Born in Bellary in 1878, he had been the son of a quartermaster sergeant in the British army who retired when my great grandfather was eight years old and who had died a few months later. Surmounting challenges, my great grandfather survived being shot in the face, abdomen and thigh whilst cutting barbed wire on 21st October 1917 in the quagmire of No Man’s Land in Flanders.

The thought that a man who had been through such times would have retained such a degree of levity to return from his milk round to his west London home with a monkey suggested an irrepressible spirit.

My sister looked at the picture.

Being an English rationalist and most definitely an adherent of the principles set forth by William of Occam, whose metaphorical razor cut through false assumptions. My sister was sceptical at the suggestion of it being a monkey.
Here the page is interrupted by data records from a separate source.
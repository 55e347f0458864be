//! Core functionality: the JSON document store, the checklist view of a document, and configuration

pub mod config;
pub mod document;
pub mod store;
//! Checklist view of an imported JSON document

use std::path::PathBuf;

use anyhow::{bail, Result};
use serde_json::Value;

/// One row of the checklist
#[derive(Debug, Clone, PartialEq, Eq)]
pub struct ChecklistItem {
    /// Text shown for the entry
    pub label: String,
    /// Whether the entry is selected for printing
    pub checked: bool,
}

impl ChecklistItem {
    pub fn new(label: impl Into<String>) -> Self {
        Self {
            label: label.into(),
            checked: false,
        }
    }
}

/// An imported document shown as a list of checkable entries
#[derive(Debug, Clone)]
pub struct Document {
    /// File path
    pub path: PathBuf,
    /// One item per top-level array element
    pub items: Vec<ChecklistItem>,
}

impl Document {
    /// Build the checklist from a loaded document value
    ///
    /// Array roots yield one unchecked item per element. Any other root is
    /// shown as a single item.
    pub fn from_value(path: PathBuf, value: &Value) -> Self {
        let items = match value {
            Value::Array(entries) => entries
                .iter()
                .map(|entry| ChecklistItem::new(Self::label_for(entry)))
                .collect(),
            other => vec![ChecklistItem::new(Self::label_for(other))],
        };

        Self { path, items }
    }

    /// Display text for an entry: strings as-is, everything else as compact JSON
    pub fn label_for(value: &Value) -> String {
        match value {
            Value::String(s) => s.clone(),
            other => other.to_string(),
        }
    }

    /// Get the document title (file name without extension)
    pub fn title(&self) -> String {
        self.path
            .file_stem()
            .map(|s| s.to_string_lossy().to_string())
            .unwrap_or_else(|| "Untitled".to_string())
    }

    pub fn len(&self) -> usize {
        self.items.len()
    }

    pub fn is_empty(&self) -> bool {
        self.items.is_empty()
    }

    /// Append an unchecked item
    pub fn push(&mut self, label: impl Into<String>) {
        self.items.push(ChecklistItem::new(label));
    }

    /// Set the check state of the item at `index`
    pub fn set_checked(&mut self, index: usize, checked: bool) -> Result<()> {
        self.item_mut(index)?.checked = checked;
        Ok(())
    }

    /// Check every item in `indices`
    ///
    /// All indices are validated first, so a failed call leaves the check
    /// state as it was.
    pub fn check_all(&mut self, indices: &[usize]) -> Result<()> {
        if let Some(&index) = indices.iter().find(|&&index| index >= self.items.len()) {
            bail!(
                "no entry at index {} ({} entries in {})",
                index,
                self.items.len(),
                self.path.display()
            );
        }

        for &index in indices {
            self.items[index].checked = true;
        }
        Ok(())
    }

    /// Flip the check state of the item at `index`, returning the new state
    pub fn toggle(&mut self, index: usize) -> Result<bool> {
        let item = self.item_mut(index)?;
        item.checked = !item.checked;
        Ok(item.checked)
    }

    /// Labels of checked items, in list order
    pub fn checked_labels(&self) -> Vec<&str> {
        self.items
            .iter()
            .filter(|item| item.checked)
            .map(|item| item.label.as_str())
            .collect()
    }

    fn item_mut(&mut self, index: usize) -> Result<&mut ChecklistItem> {
        let len = self.items.len();
        match self.items.get_mut(index) {
            Some(item) => Ok(item),
            None => bail!("no entry at index {} ({} entries in {})", index, len, self.path.display()),
        }
    }
}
A close examination led to a clear conclusion. “A Pomeranian dog, definitely a dog.”

“A Pomeranian tree dog?” I queried.

“No, just a Pomeranian dog.”

Why does the rational explanation always have to be the right one?

A monkey would have inspired imaginings, speculation, laughter at the thought of my grandmother’s response to her father coming home from work with a simian companion.

Sometimes, the unlikely and improbable would be welcome. Who wouldn’t be delighted at seeing a unicorn?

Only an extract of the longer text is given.